Saved data entries |
Content starts
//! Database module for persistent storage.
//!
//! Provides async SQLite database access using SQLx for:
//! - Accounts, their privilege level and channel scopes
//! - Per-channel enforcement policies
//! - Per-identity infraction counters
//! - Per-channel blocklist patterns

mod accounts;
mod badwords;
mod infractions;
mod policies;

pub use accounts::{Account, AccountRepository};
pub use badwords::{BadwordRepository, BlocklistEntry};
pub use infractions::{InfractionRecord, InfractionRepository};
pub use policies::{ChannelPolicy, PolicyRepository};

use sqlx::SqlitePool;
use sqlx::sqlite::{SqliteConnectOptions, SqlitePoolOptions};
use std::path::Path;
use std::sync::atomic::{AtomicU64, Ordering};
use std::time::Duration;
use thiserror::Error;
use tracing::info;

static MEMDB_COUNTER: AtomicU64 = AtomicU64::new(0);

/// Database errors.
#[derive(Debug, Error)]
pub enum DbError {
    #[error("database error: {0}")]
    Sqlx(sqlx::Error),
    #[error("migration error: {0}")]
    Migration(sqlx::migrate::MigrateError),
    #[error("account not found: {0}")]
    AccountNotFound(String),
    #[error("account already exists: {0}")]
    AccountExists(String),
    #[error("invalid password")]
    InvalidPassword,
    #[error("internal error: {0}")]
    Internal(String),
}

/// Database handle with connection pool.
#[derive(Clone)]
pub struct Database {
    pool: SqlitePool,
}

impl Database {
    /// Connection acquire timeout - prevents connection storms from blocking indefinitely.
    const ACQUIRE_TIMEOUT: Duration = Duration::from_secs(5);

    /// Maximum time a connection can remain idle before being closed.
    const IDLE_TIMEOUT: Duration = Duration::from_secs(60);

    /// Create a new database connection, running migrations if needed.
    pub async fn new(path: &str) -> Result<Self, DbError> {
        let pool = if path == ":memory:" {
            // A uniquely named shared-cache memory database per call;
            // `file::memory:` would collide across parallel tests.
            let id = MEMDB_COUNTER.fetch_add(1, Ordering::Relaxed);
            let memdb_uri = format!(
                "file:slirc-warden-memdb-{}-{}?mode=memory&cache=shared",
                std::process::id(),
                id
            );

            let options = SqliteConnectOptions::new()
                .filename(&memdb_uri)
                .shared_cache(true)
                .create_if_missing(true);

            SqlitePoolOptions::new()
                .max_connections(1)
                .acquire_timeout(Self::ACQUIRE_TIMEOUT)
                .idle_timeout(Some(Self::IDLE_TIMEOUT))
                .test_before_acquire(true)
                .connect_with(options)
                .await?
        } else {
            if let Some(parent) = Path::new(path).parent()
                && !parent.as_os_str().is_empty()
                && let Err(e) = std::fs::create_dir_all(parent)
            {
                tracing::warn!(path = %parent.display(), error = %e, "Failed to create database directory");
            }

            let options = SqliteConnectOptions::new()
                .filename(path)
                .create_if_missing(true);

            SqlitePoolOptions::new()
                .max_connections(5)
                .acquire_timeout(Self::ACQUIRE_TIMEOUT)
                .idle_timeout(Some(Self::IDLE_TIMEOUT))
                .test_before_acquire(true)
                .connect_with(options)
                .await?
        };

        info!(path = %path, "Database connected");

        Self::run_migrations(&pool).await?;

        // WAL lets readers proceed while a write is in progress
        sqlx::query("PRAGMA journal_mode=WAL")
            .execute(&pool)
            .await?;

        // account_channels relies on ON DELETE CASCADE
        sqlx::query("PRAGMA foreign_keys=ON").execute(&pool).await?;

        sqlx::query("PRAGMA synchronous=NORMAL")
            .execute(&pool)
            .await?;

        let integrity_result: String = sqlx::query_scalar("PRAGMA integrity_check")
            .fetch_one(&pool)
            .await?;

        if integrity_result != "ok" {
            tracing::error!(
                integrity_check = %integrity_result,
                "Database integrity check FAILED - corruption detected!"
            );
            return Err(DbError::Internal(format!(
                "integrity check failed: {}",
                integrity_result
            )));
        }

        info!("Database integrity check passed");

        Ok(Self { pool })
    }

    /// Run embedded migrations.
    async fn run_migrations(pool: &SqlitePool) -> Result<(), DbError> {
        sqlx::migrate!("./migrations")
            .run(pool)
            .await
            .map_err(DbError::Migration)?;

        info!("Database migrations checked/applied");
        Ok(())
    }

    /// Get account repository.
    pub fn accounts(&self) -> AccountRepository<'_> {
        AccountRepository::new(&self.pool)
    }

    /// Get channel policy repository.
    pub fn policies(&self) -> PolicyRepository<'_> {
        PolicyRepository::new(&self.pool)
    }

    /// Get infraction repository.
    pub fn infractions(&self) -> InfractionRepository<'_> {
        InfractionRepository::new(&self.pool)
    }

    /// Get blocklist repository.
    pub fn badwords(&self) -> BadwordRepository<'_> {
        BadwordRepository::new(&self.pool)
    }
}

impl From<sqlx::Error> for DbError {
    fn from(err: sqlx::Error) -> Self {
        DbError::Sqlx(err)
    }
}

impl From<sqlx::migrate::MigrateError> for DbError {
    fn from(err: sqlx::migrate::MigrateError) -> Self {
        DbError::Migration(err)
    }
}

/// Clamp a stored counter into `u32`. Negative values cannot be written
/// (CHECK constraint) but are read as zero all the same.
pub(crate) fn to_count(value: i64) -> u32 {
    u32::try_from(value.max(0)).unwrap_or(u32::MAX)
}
Content ends
Reproduce, character for character, only the lines of the preceding data that start at the line with "use std::path::Path;" and end at the line with "database per call;", both included.

SOLUTION TO THIS PROBLEM |
use std::path::Path;
use std::sync::atomic::{AtomicU64, Ordering};
use std::time::Duration;
use thiserror::Error;
use tracing::info;

static MEMDB_COUNTER: AtomicU64 = AtomicU64::new(0);

/// Database errors.
#[derive(Debug, Error)]
pub enum DbError {
    #[error("database error: {0}")]
    Sqlx(sqlx::Error),
    #[error("migration error: {0}")]
    Migration(sqlx::migrate::MigrateError),
    #[error("account not found: {0}")]
    AccountNotFound(String),
    #[error("account already exists: {0}")]
    AccountExists(String),
    #[error("invalid password")]
    InvalidPassword,
    #[error("internal error: {0}")]
    Internal(String),
}

/// Database handle with connection pool.
#[derive(Clone)]
pub struct Database {
    pool: SqlitePool,
}

impl Database {
    /// Connection acquire timeout - prevents connection storms from blocking indefinitely.
    const ACQUIRE_TIMEOUT: Duration = Duration::from_secs(5);

    /// Maximum time a connection can remain idle before being closed.
    const IDLE_TIMEOUT: Duration = Duration::from_secs(60);

    /// Create a new database connection, running migrations if needed.
    pub async fn new(path: &str) -> Result<Self, DbError> {
        let pool = if path == ":memory:" {
            // A uniquely named shared-cache memory database per call;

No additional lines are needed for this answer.